> _Stored data_

********

//! Command handlers, one module per command group.

pub mod init;
pub mod locks;
pub mod misc;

********

Reproduce the listing verbatim.

> _Answer box_
//! Command handlers, one module per command group.

pub mod init;
pub mod locks;
pub mod misc;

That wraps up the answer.